START DATA TO EXAMINE
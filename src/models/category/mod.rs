//! Category color keys for time blocks.
//!
//! The backend stores a free-form category label and an optional color.
//! The timeline only knows five visual styles, so both fields are folded
//! into a [`ColorKey`] when records arrive.

use serde::{Deserialize, Serialize};

/// Category used when a record carries none.
pub const DEFAULT_CATEGORY: &str = "Default";

/// One of the fixed visual styles an event card can take.
#[derive(Debug, Clone, Copy, PartialEq, Eq, Hash, Serialize, Deserialize, Default)]
#[serde(rename_all = "lowercase")]
pub enum ColorKey {
    #[default]
    Indigo,
    Amber,
    Emerald,
    Rose,
    Purple,
}

impl ColorKey {
    pub const ALL: [ColorKey; 5] = [
        ColorKey::Indigo,
        ColorKey::Amber,
        ColorKey::Emerald,
        ColorKey::Rose,
        ColorKey::Purple,
    ];

    /// Map a category label (Chinese or English) to its color.
    ///
    /// Unknown categories fall back to indigo.
    pub fn from_category(category: &str) -> Self {
        match category.trim() {
            "工作" | "Work" => ColorKey::Indigo,
            "学习" | "Study" => ColorKey::Amber,
            "运动" | "Exercise" => ColorKey::Emerald,
            "社交" | "Social" => ColorKey::Rose,
            "休息" | "Rest" => ColorKey::Purple,
            _ => ColorKey::Indigo,
        }
    }

    /// Parse a key name (`"amber"`) or one of the canonical hex values.
    pub fn parse(value: &str) -> Option<Self> {
        let value = value.trim();
        Self::ALL.into_iter().find(|key| {
            key.name().eq_ignore_ascii_case(value) || key.hex().eq_ignore_ascii_case(value)
        })
    }

    /// Resolve the color of a backend record: an explicit color wins when it
    /// is recognisable, otherwise the category decides.
    pub fn resolve(color: Option<&str>, category: &str) -> Self {
        color
            .and_then(Self::parse)
            .unwrap_or_else(|| Self::from_category(category))
    }

    pub fn name(self) -> &'static str {
        match self {
            ColorKey::Indigo => "indigo",
            ColorKey::Amber => "amber",
            ColorKey::Emerald => "emerald",
            ColorKey::Rose => "rose",
            ColorKey::Purple => "purple",
        }
    }

    /// Hex value sent to the backend on sync.
    pub fn hex(self) -> &'static str {
        match self {
            ColorKey::Indigo => "#6366f1",
            ColorKey::Amber => "#f59e0b",
            ColorKey::Emerald => "#10b981",
            ColorKey::Rose => "#f43f5e",
            ColorKey::Purple => "#a855f7",
        }
    }

    /// RGB triple of [`ColorKey::hex`].
    pub fn rgb(self) -> (u8, u8, u8) {
        match self {
            ColorKey::Indigo => (0x63, 0x66, 0xf1),
            ColorKey::Amber => (0xf5, 0x9e, 0x0b),
            ColorKey::Emerald => (0x10, 0xb9, 0x81),
            ColorKey::Rose => (0xf4, 0x3f, 0x5e),
            ColorKey::Purple => (0xa8, 0x55, 0xf7),
        }
    }
}

impl std::fmt::Display for ColorKey {
    fn fmt(&self, f: &mut std::fmt::Formatter<'_>) -> std::fmt::Result {
        f.write_str(self.name())
    }
}
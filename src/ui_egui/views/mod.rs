pub mod calendar_view;
pub mod focus_view;

pub use calendar_view::{CalendarAction, CalendarView};
pub use focus_view::{FocusAction, FocusView};
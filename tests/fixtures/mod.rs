// Test fixtures - reusable test data
// Provides consistent events and collaborators across the integration tests

#![allow(dead_code)]

use std::sync::Mutex;

use chrono::NaiveDate;
use flowstate_calendar::models::event::CalendarEvent;
use flowstate_calendar::services::api::ApiError;
use flowstate_calendar::services::interaction::Viewport;
use flowstate_calendar::services::time_records::TimeRecordBackend;

/// Sample days
pub mod dates {
    use super::*;

    pub fn review_day() -> NaiveDate {
        NaiveDate::from_ymd_opt(2024, 9, 5).unwrap()
    }
}

/// Sample time blocks
pub mod events {
    use super::*;

    /// 09:00 to 10:00
    pub fn standup_block() -> CalendarEvent {
        CalendarEvent::new("a", "Deep work", "Work", 540, 60)
    }

    /// 09:30 to 10:00, overlapping the standup block
    pub fn overlapping_block() -> CalendarEvent {
        CalendarEvent::new("b", "Reading", "Study", 570, 30)
    }

    /// 14:00 to 14:30, clear of the morning
    pub fn afternoon_block() -> CalendarEvent {
        CalendarEvent::new("c", "Run", "Health", 840, 30)
    }

    pub fn morning() -> Vec<CalendarEvent> {
        vec![standup_block(), overlapping_block()]
    }
}

/// A scroll container that never scrolls and has no edges near the test
/// pointer positions.
pub fn still_viewport() -> Viewport {
    Viewport {
        top: 0.0,
        bottom: 800.0,
        scroll_offset: 0.0,
        max_scroll_offset: 2000.0,
    }
}

/// Backend double that serves a fixed day and records every write.
#[derive(Default)]
pub struct RecordingBackend {
    pub day: Vec<CalendarEvent>,
    pub updates: Mutex<Vec<CalendarEvent>>,
}

impl RecordingBackend {
    pub fn serving(day: Vec<CalendarEvent>) -> Self {
        Self {
            day,
            updates: Mutex::new(Vec::new()),
        }
    }

    pub fn updates(&self) -> Vec<CalendarEvent> {
        self.updates.lock().unwrap().clone()
    }
}

impl TimeRecordBackend for RecordingBackend {
    fn fetch_for_date(&self, _date: NaiveDate) -> Result<Vec<CalendarEvent>, ApiError> {
        Ok(self.day.clone())
    }

    fn update_record(&self, event: &CalendarEvent) -> Result<(), ApiError> {
        self.updates.lock().unwrap().push(event.clone());
        Ok(())
    }
}
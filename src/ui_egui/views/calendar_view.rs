//! Day timeline view.
//!
//! Paints the week strip and the 24 hour timeline, and feeds pointer input
//! into the [`InteractionEngine`]. Everything is measured in screen space:
//! pointer positions come straight from egui and the scroll offset is read
//! back from the scroll area's clip rect each frame.

use std::collections::HashMap;
use std::sync::mpsc::{Receiver, TryRecvError};
use std::time::{Duration, Instant};

use chrono::{Datelike, Duration as ChronoDuration, Local, NaiveDate};
use egui::{Align, Align2, Color32, CursorIcon, FontId, Id, Layout, Pos2, Rect, Sense, Stroke, Vec2};

use crate::models::event::{CalendarEvent, MINUTES_PER_DAY};
use crate::models::settings::Settings;
use crate::services::event_store::EventStore;
use crate::services::interaction::{minute_at_offset, DragMode, InteractionEngine, Viewport};
use crate::services::layout::{layout_for, EventLayout};
use crate::services::sync::{FetchResult, PersistenceSync};
use crate::ui_egui::handles::{draw_handles, HandleRects};
use crate::ui_egui::theme::{CalendarTheme, EventPalette};
use crate::utils::time::{format_minutes, hour_label, minute_of_day, week_of, weekday_initial};

/// Width of the hour label column
const LABEL_GUTTER: f32 = 64.0;
const RIGHT_MARGIN: f32 = 16.0;
/// Empty space below midnight so the last blocks can be dragged comfortably
const BOTTOM_PADDING: f32 = 128.0;
const CARD_GAP: f32 = 2.0;
const CARD_ROUNDING: f32 = 10.0;
const ACCENT_WIDTH: f32 = 4.0;

/// Requests the view hands up to the app.
#[derive(Debug, Clone, PartialEq)]
pub enum CalendarAction {
    EditEvent(CalendarEvent),
    CreateAt { date: NaiveDate, start_time: i32 },
    StartFocus,
    FetchFailed(String),
}

/// Screen placement of one card this frame.
struct CardGeometry {
    id: String,
    rect: Rect,
    handles: HandleRects,
}

pub struct CalendarView {
    store: EventStore,
    engine: InteractionEngine,
    sync: PersistenceSync,
    selected_date: NaiveDate,
    pending_fetch: Option<Receiver<FetchResult>>,
    /// Resolved layout and the store revision it was computed for
    layout_cache: Option<(u64, HashMap<String, EventLayout>)>,
    scroll_request: Option<f32>,
    initial_scroll_pending: bool,
    lead_minutes: i32,
}
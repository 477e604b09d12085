mod tree;
use javasm::SyntaxError;

/// Reads `text` as a class, returning the syntax error it fails with.
fn syntax_error(text: &str) -> SyntaxError {
	let error = javasm::read_class(text).expect_err("listing should fail to read");
	error.downcast_ref::<SyntaxError>()
		.cloned()
		.unwrap_or_else(|| panic!("expected a syntax error, got {error:?}"))
}

#[test]
fn unterminated_string() {
	let error = syntax_error("class Foo {\n  static run()V\n    LDC \"abc\n}");
	assert_eq!(error.message, "expected end of string");
	assert_eq!(error.line, 3);
	assert_eq!(error.line_text, "    LDC \"abc");
}

#[test]
fn position_of_bad_token() {
	let error = syntax_error("class Foo {\n  static run()V\n    NOPE\n    RETURN\n}");
	assert_eq!(error.message, "Expected a valid opcode, got NOPE");
	assert_eq!(error.line, 3);
	assert_eq!(error.column, 4);
	assert_eq!(error.token.as_deref(), Some("NOPE"));
}

#[test]
fn table_switch_keys() {
	let text = "class Foo {\n static f(I)V\n  ILOAD 0\n  TABLESWITCH\n   0: L0\n   2: L0\n   default: L0\n L0\n  RETURN\n  MAXSTACK = 1\n  MAXLOCALS = 1\n}";
	assert_eq!(syntax_error(text).message, "Expected consecutive keys");
}

#[test]
fn annotation_after_method() {
	let text = "class Foo {\n  abstract run()V\n  MAXSTACK = 0\n}";
	assert!(javasm::read_class(text).is_err());

	let text = "class Foo {\n  static run()V\n    RETURN\n    MAXSTACK = 0\n    MAXLOCALS = 0\n  @LTag;()\n}";
	assert_eq!(syntax_error(text).message, "Unexpected annotation after method");
}

#[test]
fn access_before_annotation() {
	let text = "class Foo {\n  public @LTag;()\n}";
	assert_eq!(syntax_error(text).message, "Didn't expect access modifier with annotation");
}

#[test]
fn unbalanced_class() {
	assert_eq!(syntax_error("class Foo {\n  I x\n").message, "Unexpected end of input, expected }");
	assert!(javasm::read_class("class {\n}").is_err());
	assert!(javasm::read_class("struct Foo {\n}").is_err());
}

#[test]
fn invalid_names() {
	let error = syntax_error("class Foo {\n  I a.b\n}");
	assert_eq!(error.message, "Invalid field name: a.b");
	assert_eq!(error.line, 2);
}

#[test]
fn field_constant_type() {
	let error = syntax_error("class Foo {\n  I x = \"text\"\n}");
	assert_eq!(error.line, 2);
}

#[test]
fn error_display() {
	let error = syntax_error("class Foo {\n  static run()V\n    NOPE\n}");
	assert_eq!(error.to_string(), "Error at line 3, column 4: Expected a valid opcode, got NOPE\n    NOPE\n    ^");
}
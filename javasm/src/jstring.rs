//! Conversion of UTF-16 code units, as produced by unescaping a Java string literal, into a [`JavaString`].
//!
//! Java strings may contain unpaired surrogates, which a rust [`String`] can't represent. To keep them, the code
//! units are encoded into the modified UTF-8 format of the Java Virtual Machine Specification, which is then read
//! by [`JavaString::from_modified_utf8`]. Surrogate pairs in the input are combined into one code point by that.
//!
//! See <https://docs.oracle.com/javase/specs/jvms/se22/html/jvms-4.html#jvms-4.4.7> for the complete specification of
//! the string format used in the Java Virtual Machine Specification.

use anyhow::{anyhow, Context, Result};
use java_string::JavaString;

/// Encodes the UTF-16 code units into modified UTF-8.
fn to_modified_utf8(units: &[u16]) -> Vec<u8> {
	let mut vec = Vec::with_capacity(units.len());
	for &unit in units {
		match unit {
			// `\0` uses two bytes
			0x0001..=0x007f => vec.push(unit as u8),
			0x0000 | 0x0080..=0x07ff => {
				vec.push(0b1100_0000 | (unit >> 6) as u8);
				vec.push(0b1000_0000 | (unit & 0b11_1111) as u8);
			},
			_ => {
				vec.push(0b1110_0000 | (unit >> 12) as u8);
				vec.push(0b1000_0000 | ((unit >> 6) & 0b11_1111) as u8);
				vec.push(0b1000_0000 | (unit & 0b11_1111) as u8);
			},
		}
	}
	vec
}

/// Takes in UTF-16 code units and tries to turn them into a [`JavaString`].
pub(crate) fn from_utf16(units: &[u16]) -> Result<JavaString> {
	JavaString::from_modified_utf8(to_modified_utf8(units))
		.with_context(|| anyhow!("invalid utf16 contents {units:x?}"))
}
END DATA TO EXAMINE
• **YOUR INSTRUCTIONS**:
The answer is each line from the entries above in which the word "enum" occurs.

• **ANSWER BELOW**:
pub enum ColorKey {
pub enum CalendarAction {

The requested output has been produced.